Bullets were sprayed into bank ceilings, and during one bank robbery a gun was pointed at a child.
“Who wants to die today?” one of the robbers barked during a holdup.
During the dawn raid police seized an arsenal of weapons, a couple getaway cars, masks and battle fatigues.
Meantime, perhaps Surrey’s best known case of a failure to keep one’s child in check involved the stabbing murder of 16-year-old Jesse Cadman, also in 1992.
The teenage boy who stabbed young Cadman had already been facing charges for property crimes.
Pending those hearings, the court released him into the custody of his dad, on the condition that he ensured his child kept a court-ordered curfew from 6 p.m. to 6 a.m.
The teen had been out carousing with his cohorts when he fatally stabbed young Cadman, at about midnight.
Chuck and Dona Cadman, who would both later serve as Surrey MPs, launched a lawsuit aimed at the Crown as well as the father of the young fellow who murdered their son, for failure to uphold the curfew.
This started a trend across Canada. Families of other murder victims embarked on similar lawsuits, which of course freaked some parents out.
The Cadmans eventually withdrew their lawsuit as Chuck, while a member of the justice committee, managed to get what he wanted worked into the new Youth Criminal Justice Act when it replaced the Young Offenders Act in 2003.
The legislation states that “Every person who is at large on an undertaking or recognizance given to or entered into before a justice or judge and is bound to comply with a condition of that undertaking or recognizance directed by a justice or judge, and every person who is bound to comply with a direction ordered under subsection 515(12) or 522(2.1) and who fails, without lawful excuse, the proof of which lies on that person, to comply with that condition or direction, is guilty of (a) an indictable offence and is liable to imprisonment for a term not exceeding two years; or (b) an offence punishable on summary conviction.”
Rob Gordon, a criminology professor at Simon Fraser University, provides some historical context. Before the YOA there was the Juvenile Delinquents Act, which contained provisions concerning contribution to juvenile delinquency “and the target of those provisions, most certainly, was parents and guardians of children who had been declared juvenile delinquents. That was a particular legal status.”
Under the YOA, the language changed but the general principle remained the same.
Dr. Rob Gordon, SFU criminology professor. (Submitted photo)
“There was parental responsibility set out in the Young Offenders Act for parents who had failed to deal with, or otherwise contributed to the delinquency of a minor. That was carried forward, and I’m pretty sure was carried forward in the Youth Criminal Justice Act.”
During the course of his career, Gordon has heard of parents being held responsible for the conduct of their child, “but not often and that was usually because they pulled attitude on Crown.”

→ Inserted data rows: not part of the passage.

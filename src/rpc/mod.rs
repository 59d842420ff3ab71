//! RPC collaborator subsystem.
//!
//! # Data Flow
//! ```text
//! CallDescriptor (legal)
//!     → RpcRequest (service, version, method, parameter)
//!     → RpcInvoker::invoke (returns a future immediately)
//!     → JSON result text | RpcError
//! ```
//!
//! # Design Decisions
//! - One async call per request, no pooling policy beyond the client's own
//! - The wire protocol lives behind the `RpcInvoker` trait

pub mod client;
pub mod types;

pub use client::HttpRpcInvoker;
pub use types::{RpcError, RpcInvoker, RpcRequest, RpcResult};
//! Response envelopes.
//!
//! Every JSON body handed back to a client carries a `status` discriminator:
//! `1` for a successful RPC turnaround, `0` for anything the gateway refused or
//! could not complete.

use axum::http::{header, HeaderValue, StatusCode};
use axum::response::{IntoResponse, Response};
use serde::Serialize;

use crate::security::auth::AuthRejection;

/// Unknown server error, used for every RPC failure.
pub const RPC_FAILURE_CODE: &str = "Err-Core-098";
/// Request URI could not be resolved to a call.
pub const ILLEGAL_REQUEST_CODE: &str = "Err-Gateway-001";
/// Authentication refused the call.
pub const AUTH_REJECTED_CODE: &str = "Err-Gateway-002";

const STATUS_FIELD: &str = "\"status\"";
const STATUS_SUCCESS_OBJECT: &str = "{\"status\":1}";
const STATUS_SUCCESS_TAIL: &str = ",\"status\":1}";

const JSON_CONTENT_TYPE: &str = "application/json";
const TEXT_CONTENT_TYPE: &str = "text/plain; charset=utf-8";

/// Error body. Field order is part of the wire format.
#[derive(Debug, Serialize)]
#[serde(rename_all = "camelCase")]
pub struct ErrorEnvelope<'a> {
    pub response_code: &'a str,
    pub response_msg: &'a str,
    pub success: &'a str,
    pub status: u8,
}

impl<'a> ErrorEnvelope<'a> {
    pub fn new(code: &'a str, message: &'a str) -> Self {
        Self {
            response_code: code,
            response_msg: message,
            success: code,
            status: 0,
        }
    }

    pub fn to_json(&self) -> String {
        // Only string and integer fields: serialization cannot fail.
        serde_json::to_string(self).unwrap_or_else(|_| {
            format!("{{\"responseCode\":\"{code}\",\"responseMsg\":\"\",\"success\":\"{code}\",\"status\":0}}",
                code = self.response_code)
        })
    }
}

/// Add `"status":1` to an RPC result unless it already has a status field.
///
/// `{}` becomes `{"status":1}`; any other object gets `,"status":1` spliced in
/// before its last closing brace. Text without a closing brace is passed on as is.
pub fn inject_status(result: &str) -> String {
    if result.contains(STATUS_FIELD) {
        return result.to_string();
    }

    let Some(close) = result.rfind('}') else {
        return result.to_string();
    };

    let head = &result[..close];
    let is_empty_object = head.trim().strip_prefix('{').is_some_and(|rest| rest.trim().is_empty());
    if is_empty_object {
        return STATUS_SUCCESS_OBJECT.to_string();
    }

    let mut out = String::with_capacity(result.len() + STATUS_SUCCESS_TAIL.len());
    out.push_str(head);
    out.push_str(STATUS_SUCCESS_TAIL);
    out.push_str(&result[close + 1..]);
    out
}

pub fn rpc_failure(message: &str) -> String {
    ErrorEnvelope::new(RPC_FAILURE_CODE, message).to_json()
}

pub fn illegal_request(cause: &str) -> String {
    ErrorEnvelope::new(ILLEGAL_REQUEST_CODE, cause).to_json()
}

pub fn auth_rejected(rejection: &AuthRejection) -> String {
    ErrorEnvelope::new(AUTH_REJECTED_CODE, &rejection.to_string()).to_json()
}

/// HTTP 200 with a JSON body.
pub fn json(body: String) -> Response {
    with_content_type(StatusCode::OK, JSON_CONTENT_TYPE, body)
}

/// Canned plain-text answer.
pub fn text(status: StatusCode, body: &'static str) -> Response {
    with_content_type(status, TEXT_CONTENT_TYPE, body.to_string())
}

fn with_content_type(status: StatusCode, content_type: &'static str, body: String) -> Response {
    let mut response = (status, body).into_response();
    response
        .headers_mut()
        .insert(header::CONTENT_TYPE, HeaderValue::from_static(content_type));
    response
}

#[cfg(test)]
mod tests {
    use super::*;

    #[test]
    fn empty_object_gets_status() {
        assert_eq!(inject_status("{}"), r#"{"status":1}"#);
        assert_eq!(inject_status(" { } "), r#"{"status":1}"#);
    }

    #[test]
    fn status_appended_before_closing_brace() {
        assert_eq!(inject_status(r#"{"a":1}"#), r#"{"a":1,"status":1}"#);
        assert_eq!(
            inject_status(r#"{"a":{"b":2}}"#),
            r#"{"a":{"b":2},"status":1}"#
        );
    }

    #[test]
    fn existing_status_forwarded_unchanged() {
        let body = r#"{"status":0,"reason":"busy"}"#;
        assert_eq!(inject_status(body), body);
    }

    #[test]
    fn non_object_forwarded_unchanged() {
        assert_eq!(inject_status("plain"), "plain");
        assert_eq!(inject_status(""), "");
    }

    #[test]
    fn error_envelope_field_order() {
        assert_eq!(
            rpc_failure("boom"),
            r#"{"responseCode":"Err-Core-098","responseMsg":"boom","success":"Err-Core-098","status":0}"#
        );
    }

    #[test]
    fn error_message_is_escaped() {
        let body = illegal_request(r#"bad "uri""#);
        let parsed: serde_json::Value = serde_json::from_str(&body).unwrap();
        assert_eq!(parsed["responseMsg"], r#"bad "uri""#);
        assert_eq!(parsed["responseCode"], ILLEGAL_REQUEST_CODE);
        assert_eq!(parsed["status"], 0);
    }

    #[test]
    fn auth_envelope_carries_rejection() {
        let body = auth_rejected(&AuthRejection::MissingTimestamp);
        let parsed: serde_json::Value = serde_json::from_str(&body).unwrap();
        assert_eq!(parsed["responseCode"], AUTH_REJECTED_CODE);
        assert_eq!(parsed["responseMsg"], "timestamp is required");
    }
}
//! Observability subsystem.
//!
//! # Data Flow
//! ```text
//! All subsystems produce:
//!     → logging.rs (structured log events via tracing)
//!     → metrics.rs (counters, gauges, histograms)
//!
//! Consumers:
//!     → stdout (pretty or JSON lines)
//!     → Metrics endpoint (Prometheus scrape, optional)
//! ```
//!
//! # Design Decisions
//! - Request ID (`x-request-id`) flows through every request span
//! - Metrics are cheap (atomic increments) and off unless enabled

pub mod logging;
pub mod metrics;
//! HTTP-forwarding RPC invoker.
//!
//! Posts the parameter payload to `{upstream}/{service}/{version}/{method}` and
//! hands back the response body. Timeouts are the client's own; the gateway adds
//! no deadline of its own.

use std::time::Duration;

use futures_util::future::BoxFuture;
use futures_util::FutureExt;
use reqwest::header::CONTENT_TYPE;
use url::Url;

use crate::config::RpcConfig;
use crate::rpc::types::{RpcError, RpcInvoker, RpcRequest, RpcResult};

#[derive(Debug, Clone)]
pub struct HttpRpcInvoker {
    client: reqwest::Client,
    upstream: Url,
}

impl HttpRpcInvoker {
    pub fn new(config: &RpcConfig) -> RpcResult<Self> {
        let upstream = Url::parse(&config.upstream_url)
            .map_err(|e| RpcError::Transport(format!("invalid upstream url: {}", e)))?;
        let client = reqwest::Client::builder()
            .timeout(Duration::from_millis(config.timeout_ms))
            .build()
            .map_err(|e| RpcError::Transport(e.to_string()))?;

        Ok(Self { client, upstream })
    }

    /// Upstream URL for one call.
    fn call_url(&self, request: &RpcRequest) -> RpcResult<Url> {
        let mut url = self.upstream.clone();
        url.path_segments_mut()
            .map_err(|_| RpcError::Transport("upstream url cannot carry a path".into()))?
            .pop_if_empty()
            .extend([&request.service, &request.version, &request.method]);
        Ok(url)
    }
}

impl RpcInvoker for HttpRpcInvoker {
    fn invoke(&self, request: RpcRequest) -> BoxFuture<'static, RpcResult<String>> {
        let client = self.client.clone();
        let url = self.call_url(&request);

        async move {
            let url = url?;
            tracing::debug!(url = %url, service = %request.service, method = %request.method, "Forwarding RPC");

            let response = client
                .post(url)
                .header(CONTENT_TYPE, "application/json")
                .body(request.parameter)
                .send()
                .await
                .map_err(|e| RpcError::Transport(e.to_string()))?;

            let status = response.status();
            let body = response
                .text()
                .await
                .map_err(|e| RpcError::Transport(e.to_string()))?;

            if !status.is_success() {
                return Err(RpcError::Upstream {
                    status: status.as_u16(),
                    body,
                });
            }
            Ok(body)
        }
        .boxed()
    }
}
//! Echo URL matching for GET introspection requests: `/api/echo/{service}/{version}`.

use once_cell::sync::Lazy;
use regex::Regex;

pub const ECHO_PREFIX: &str = "/api/echo";

static ECHO_GRAMMAR: Lazy<Regex> = Lazy::new(|| {
    Regex::new(r"^/([^\s|^/]*)/([^\s|^/]*)/([^\s|^/]*)/([^\s|^/]*)$")
        .expect("Failed to compile echo URL grammar")
});

/// Service addressed by an echo request.
#[derive(Debug, Clone, PartialEq, Eq)]
pub struct EchoTarget {
    pub service: String,
    pub version: String,
}

/// Match an echo URL. Anything else, including a different four-segment prefix,
/// is simply no match.
pub fn match_echo_url(url: &str) -> Option<EchoTarget> {
    let captures = ECHO_GRAMMAR.captures(url)?;
    let prefix = format!("/{}/{}", &captures[1], &captures[2]);
    if prefix != ECHO_PREFIX {
        return None;
    }
    Some(EchoTarget {
        service: captures[3].to_string(),
        version: captures[4].to_string(),
    })
}
//! Graceful shutdown under in-flight load.

use std::time::{Duration, Instant};

use reqwest::StatusCode;

use rpc_gateway::config::GatewayConfig;
use rpc_gateway::health::HealthStatus;
use rpc_gateway::lifecycle::DrainOutcome;

mod common;

fn drain_config(timeout_ms: u64, quiescence_ms: u64) -> GatewayConfig {
    let mut config = GatewayConfig::default();
    config.shutdown.timeout_ms = timeout_ms;
    config.shutdown.poll_interval_ms = 20;
    config.shutdown.quiescence_ms = quiescence_ms;
    config
}

async fn wait_for_in_flight(gateway: &common::TestGateway, expected: u64) {
    let deadline = Instant::now() + Duration::from_secs(5);
    while gateway.in_flight.active() != expected {
        assert!(Instant::now() < deadline, "in-flight count never reached {expected}");
        tokio::time::sleep(Duration::from_millis(5)).await;
    }
}

#[tokio::test]
async fn test_drain_waits_for_in_flight_requests() {
    const N: u64 = 5;
    let gateway = common::start_gateway(
        drain_config(5_000, 100),
        common::fixed_rpc(r#"{"ok":true}"#, Duration::from_millis(600)),
    )
    .await;
    let client = common::client();

    let pending: Vec<_> = (0..N)
        .map(|_| {
            let request = client.post(gateway.url("/api/svc/1.0/slow")).send();
            tokio::spawn(request)
        })
        .collect();

    wait_for_in_flight(&gateway, N).await;
    assert!(gateway.shutdown.trigger());

    // Yellow until the listener closes, which is after the slow calls finish.
    tokio::time::sleep(Duration::from_millis(20)).await;
    assert_eq!(gateway.health.status(), HealthStatus::Yellow);
    let health_check = client.get(gateway.url("/health/check")).send().await.unwrap();
    assert_eq!(health_check.status(), StatusCode::SERVICE_UNAVAILABLE);
    assert_eq!(health_check.text().await.unwrap(), "gateway is shutting down");

    for request in pending {
        let response = request.await.unwrap().unwrap();
        assert_eq!(response.status(), StatusCode::OK);
        assert_eq!(response.text().await.unwrap(), r#"{"ok":true,"status":1}"#);
    }

    tokio::time::timeout(Duration::from_secs(5), gateway.handle)
        .await
        .expect("server did not stop")
        .unwrap()
        .unwrap();

    let report = gateway.shutdown.report().expect("shutdown sequence ran");
    assert_eq!(report.outcome, DrainOutcome::Drained);
    assert!(report.attempts < gateway.shutdown.policy().max_attempts());
    assert_eq!(gateway.in_flight.active(), 0);
}

#[tokio::test]
async fn test_drain_budget_exhausted() {
    const N: u64 = 2;
    let gateway = common::start_gateway(
        drain_config(100, 0),
        common::fixed_rpc("{}", Duration::from_millis(3_000)),
    )
    .await;
    let client = common::client();

    let pending: Vec<_> = (0..N)
        .map(|_| tokio::spawn(client.post(gateway.url("/api/svc/1.0/slow")).send()))
        .collect();

    wait_for_in_flight(&gateway, N).await;
    gateway.shutdown.trigger();

    // Connections outliving the drain get one more timeout, then the server returns
    // without waiting for their calls.
    tokio::time::timeout(Duration::from_millis(1_500), gateway.handle)
        .await
        .expect("server kept waiting for open connections")
        .unwrap()
        .unwrap();
    for request in &pending {
        assert!(!request.is_finished());
    }
    for request in pending {
        request.abort();
    }

    let report = gateway.shutdown.report().expect("shutdown sequence ran");
    assert_eq!(report.outcome, DrainOutcome::TimedOut { remaining: N });
    assert_eq!(report.attempts, 5);
}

“It’s one of encouraging parents to take charge of careful supervising of their offspring, and you’re never going to do that by throwing the legislative book at them,” he said. “So the whole approach was one of ‘Look, if you don’t comply, we’ve got these provisions in the Young Offenders Act, before that JDA, we can use to punish you for not taking responsibility for your children.’ It was leverage – ‘If you don’t comply, we have no option but to prosecute you under these provisions.'”
Gordon explained this was symbolic and “generally quite effective in clearing up” where the lines of responsibility lay for young people’s conduct.

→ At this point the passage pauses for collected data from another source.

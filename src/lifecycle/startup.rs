//! Startup orchestration.
//!
//! # Responsibilities
//! - Build the multi-threaded worker runtime with the configured size
//! - Bind the listener, start the signal listener, then serve
//!
//! # Design Decisions
//! - Fail fast: any startup error is fatal
//! - Listener binds last (traffic only when ready)

use std::sync::Arc;

use thiserror::Error;
use tokio::runtime::{Builder, Runtime};

use crate::config::{ConfigError, GatewayConfig, RuntimeConfig};
use crate::http::HttpServer;
use crate::lifecycle::drain::DrainPolicy;
use crate::lifecycle::shutdown::Shutdown;
use crate::lifecycle::signals::spawn_signal_listener;
use crate::net::listener::{self, ListenerError};
use crate::observability::logging::LoggingError;
use crate::observability::metrics;
use crate::rpc::{HttpRpcInvoker, RpcError};

/// Fatal errors while bringing the gateway up or serving.
#[derive(Debug, Error)]
pub enum GatewayError {
    #[error(transparent)]
    Config(#[from] ConfigError),

    #[error(transparent)]
    Listener(#[from] ListenerError),

    #[error(transparent)]
    Logging(#[from] LoggingError),

    #[error("failed to build RPC client: {0}")]
    Rpc(#[from] RpcError),

    #[error("server error: {0}")]
    Io(#[from] std::io::Error),
}

/// Build the worker runtime.
pub fn build_runtime(config: &RuntimeConfig) -> std::io::Result<Runtime> {
    let mut builder = Builder::new_multi_thread();
    builder.enable_all().thread_name("gateway-worker");
    if let Some(threads) = config.worker_threads {
        builder.worker_threads(threads);
    }
    builder.build()
}

/// Run the gateway until a termination signal has been handled.
pub async fn run(config: GatewayConfig) -> Result<(), GatewayError> {
    tracing::info!(
        bind_address = %config.listener.bind_address,
        upstream = %config.rpc.upstream_url,
        auth_enabled = config.auth.enabled,
        shutdown_timeout_ms = config.shutdown.timeout_ms,
        "Configuration loaded"
    );

    if config.observability.metrics_enabled {
        match config.observability.metrics_address.parse() {
            Ok(addr) => metrics::init_metrics(addr),
            Err(_) => tracing::error!(
                metrics_address = %config.observability.metrics_address,
                "Failed to parse metrics address"
            ),
        }
    }

    let invoker = Arc::new(HttpRpcInvoker::new(&config.rpc)?);
    let shutdown = Shutdown::new(DrainPolicy::from(&config.shutdown));
    let server = HttpServer::new(&config, invoker);

    let listener = listener::bind(&config.listener).await?;
    let signals = spawn_signal_listener(shutdown.clone());

    server.run(listener, shutdown.clone()).await?;
    signals.abort();

    if let Some(report) = shutdown.report() {
        tracing::info!(outcome = ?report.outcome, attempts = report.attempts, "Gateway stopped");
    }
    Ok(())
}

Meantime, during one of the several press conferences that have been staged over recent years by the Surrey RCMP and civic politicians following a bout of drive-by shootings, the Surrey RCMP Parent Helpline was set up to provide assistance to parents concerned about their children becoming involved in illegal activities.
The line, at 604-599-7800, operates Monday to Friday in English, French and Punjabi and through it parents can get in touch with youth officers and counsellors who help with information and intervention. Since it started taking calls in May 2016, the line had 74 calls that year, 101 calls in 2017 and 98 so far this year.
“It may be that they’re not aware of how their kids are getting linked in with people who are committing criminal activity,” Surrey RCMP Corporal Elenore Sturko said of some parents.
Surrey RCMP Corporal Elenore Sturko. (Photo: Tom Zytaruk)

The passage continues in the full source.